Yes, I've checked the Karafet paper and it says:

"K-P304 and K-P308 are observed only in Australia (and are equivalent to K-P60)".

"There is not enough evidence to say whether P60/P308 was a very basal split or a more recent one or whether it came to Australia via Indonesia or New Guinea - both seem equally parsimonious".

Both the Karafet paper and ISOGG have K-P60/P304/P308 being one of four branches within K2b1a. The other three being found in Melanesia/New Guinea. Consequently I think we can assume that the Australian K2b1a1 arrived at a time when K2b1a was expanding from New Guinea, not from eastern Indonesia. On the other hand K2b1a itself is again one haplotype within four. The other three being in fact eastern Indonesian and Filipino. That suggests the New Guinea/Melanesia K1b1a (its ancestor anyway) arrived as part of an expansion across Wallace's line.

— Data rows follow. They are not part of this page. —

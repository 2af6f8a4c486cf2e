//! Result aggregation service.
//!
//! For an active context, fans out to the kind-relevant data collaborators,
//! combines their loading/error/data states into one `AggregatedResult`,
//! and derives insights, suggestions and drill-down options. A result is
//! committed to the store's cache only if its originating context is still
//! current at commit time; a superseded fan-out is silently discarded.

use super::insights;
use super::templates;
use chrono::Utc;
use finlens_core::error::DataFetchError;
use finlens_core::investigation::{
    AggregateSummary, AggregatedResult, ComparisonSummary, InvestigationContext,
    InvestigationKind,
};
use finlens_core::sources::{
    BudgetAnalysisSource, FinancialOverviewSource, MonthlySummarySource, SourceState,
    SpendingPatternSource, TransactionQuery, TransactionSource,
};
use finlens_core::store::SessionStore;
use futures::join;
use std::sync::Arc;
use tracing::debug;

/// The bundle of external data collaborators the aggregator fans out to.
#[derive(Clone)]
pub struct CollaboratorSet {
    pub transactions: Arc<dyn TransactionSource>,
    pub monthly: Arc<dyn MonthlySummarySource>,
    pub overview: Arc<dyn FinancialOverviewSource>,
    pub patterns: Arc<dyn SpendingPatternSource>,
    pub budget: Arc<dyn BudgetAnalysisSource>,
}

/// Computes the combined view-model for the active investigation.
pub struct ResultAggregator {
    store: Arc<SessionStore>,
    sources: CollaboratorSet,
}

/// Folds one collaborator state into the combined loading/error pair and
/// yields its payload. Call order defines error priority: the first error
/// absorbed wins.
fn absorb<T>(
    state: SourceState<T>,
    loading: &mut bool,
    error: &mut Option<DataFetchError>,
) -> Option<T> {
    *loading = *loading || state.loading;
    if error.is_none() {
        *error = state.error;
    }
    state.data
}

impl ResultAggregator {
    pub fn new(store: Arc<SessionStore>, sources: CollaboratorSet) -> Self {
        Self { store, sources }
    }

    /// Computes an `AggregatedResult` for `context` without touching the
    /// cache.
    pub async fn aggregate(&self, context: &InvestigationContext) -> AggregatedResult {
        let mut loading = false;
        let mut error = None;
        let summary = self
            .gather(context, &mut loading, &mut error)
            .await;

        let config = &self.store.config().insights;
        let insights = insights::derive(context, &summary, config);
        let suggestions = templates::suggestions(context);
        let drill_down_options = templates::drill_down_options(context, &summary);
        let confidence = insights
            .iter()
            .map(|i| i.confidence)
            .fold(f64::INFINITY, f64::min);
        let confidence = if confidence.is_finite() {
            confidence
        } else {
            config.default_confidence
        };

        AggregatedResult {
            context_id: context.id.clone(),
            generated_at: Utc::now(),
            loading,
            error,
            summary,
            insights,
            suggestions,
            drill_down_options,
            confidence,
        }
    }

    /// Computes a result for `context` and commits it to the store cache.
    ///
    /// Returns the result and whether it was applied; a result whose
    /// context stopped being current while the fan-out was in flight is
    /// returned but never cached.
    pub async fn refresh(&self, context: &InvestigationContext) -> (AggregatedResult, bool) {
        let result = self.aggregate(context).await;
        let applied = self.store.commit_result(result.clone()).await;
        if !applied {
            debug!(id = %context.id, "aggregation superseded before commit");
        }
        (result, applied)
    }

    /// Recomputes the result for the currently active investigation, if
    /// any. Called when the active context or any collaborator's data
    /// changes.
    pub async fn refresh_current(&self) -> Option<AggregatedResult> {
        let current = self.store.current().await?;
        let (result, _applied) = self.refresh(&current).await;
        Some(result)
    }

    /// Kind-specific fan-out. Collaborators are queried concurrently but
    /// absorbed in a stable order: the kind-specific sources first, the
    /// generic overview/patterns sources last, so the first error
    /// reported is deterministic.
    async fn gather(
        &self,
        context: &InvestigationContext,
        loading: &mut bool,
        error: &mut Option<DataFetchError>,
    ) -> AggregateSummary {
        let scope = &context.scope;
        let query = TransactionQuery::from_scope(scope);
        let month = scope.month.clone().unwrap_or_default();
        let mut summary = AggregateSummary::default();

        match context.kind {
            InvestigationKind::Monthly => {
                let (monthly, transactions, budget, patterns) = join!(
                    self.sources.monthly.summary(&month),
                    self.sources.transactions.query(&query),
                    self.sources.budget.analysis(&month),
                    self.sources.patterns.patterns(),
                );
                summary.monthly_summary = absorb(monthly, loading, error);
                summary.transactions = absorb(transactions, loading, error);
                summary.budget = absorb(budget, loading, error);
                summary.patterns = absorb(patterns, loading, error);
            }
            InvestigationKind::Category
            | InvestigationKind::Anomaly
            | InvestigationKind::Trend => {
                let (transactions, overview, patterns) = join!(
                    self.sources.transactions.query(&query),
                    self.sources.overview.overview(),
                    self.sources.patterns.patterns(),
                );
                summary.transactions = absorb(transactions, loading, error);
                summary.overview = absorb(overview, loading, error);
                summary.patterns = absorb(patterns, loading, error);
            }
            InvestigationKind::Pattern => {
                let (transactions, patterns) = join!(
                    self.sources.transactions.query(&query),
                    self.sources.patterns.patterns(),
                );
                summary.transactions = absorb(transactions, loading, error);
                summary.patterns = absorb(patterns, loading, error);
            }
            InvestigationKind::Transaction => {
                let transactions = self.sources.transactions.query(&query).await;
                summary.transactions = absorb(transactions, loading, error);
            }
            InvestigationKind::Comparison => {
                let periods = scope.comparison_periods.clone().unwrap_or_else(|| {
                    finlens_core::investigation::ComparisonPeriods {
                        baseline: month.clone(),
                        comparison: month.clone(),
                    }
                });
                let (baseline, comparison, overview) = join!(
                    self.sources.monthly.summary(&periods.baseline),
                    self.sources.monthly.summary(&periods.comparison),
                    self.sources.overview.overview(),
                );
                summary.comparison = Some(ComparisonSummary {
                    baseline: absorb(baseline, loading, error),
                    comparison: absorb(comparison, loading, error),
                });
                summary.overview = absorb(overview, loading, error);
            }
        }
        summary
    }
}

Overall the Y-DNA K2's phylogeny indicates a series of separate expansion. First is an original expansion south along the SE Asian island chain at a time when the islands were connected to each other. Then a branch of K2b crossed Wallace's Line and formed K2b1 (I'll ignore K2b2 at this stage). K2b1 reached Borneo, the Philippines and New Guinea, with some remaining in Nusa Tenggara. In the separate regions it formed K2b1b, K2b1c, K2b1a and M respectively. Then K2b1a expanded from New Guinea into Melanesia and Australia, and even back into eastern Indonesia, whereupon it formed the various K2b1a haplotypes.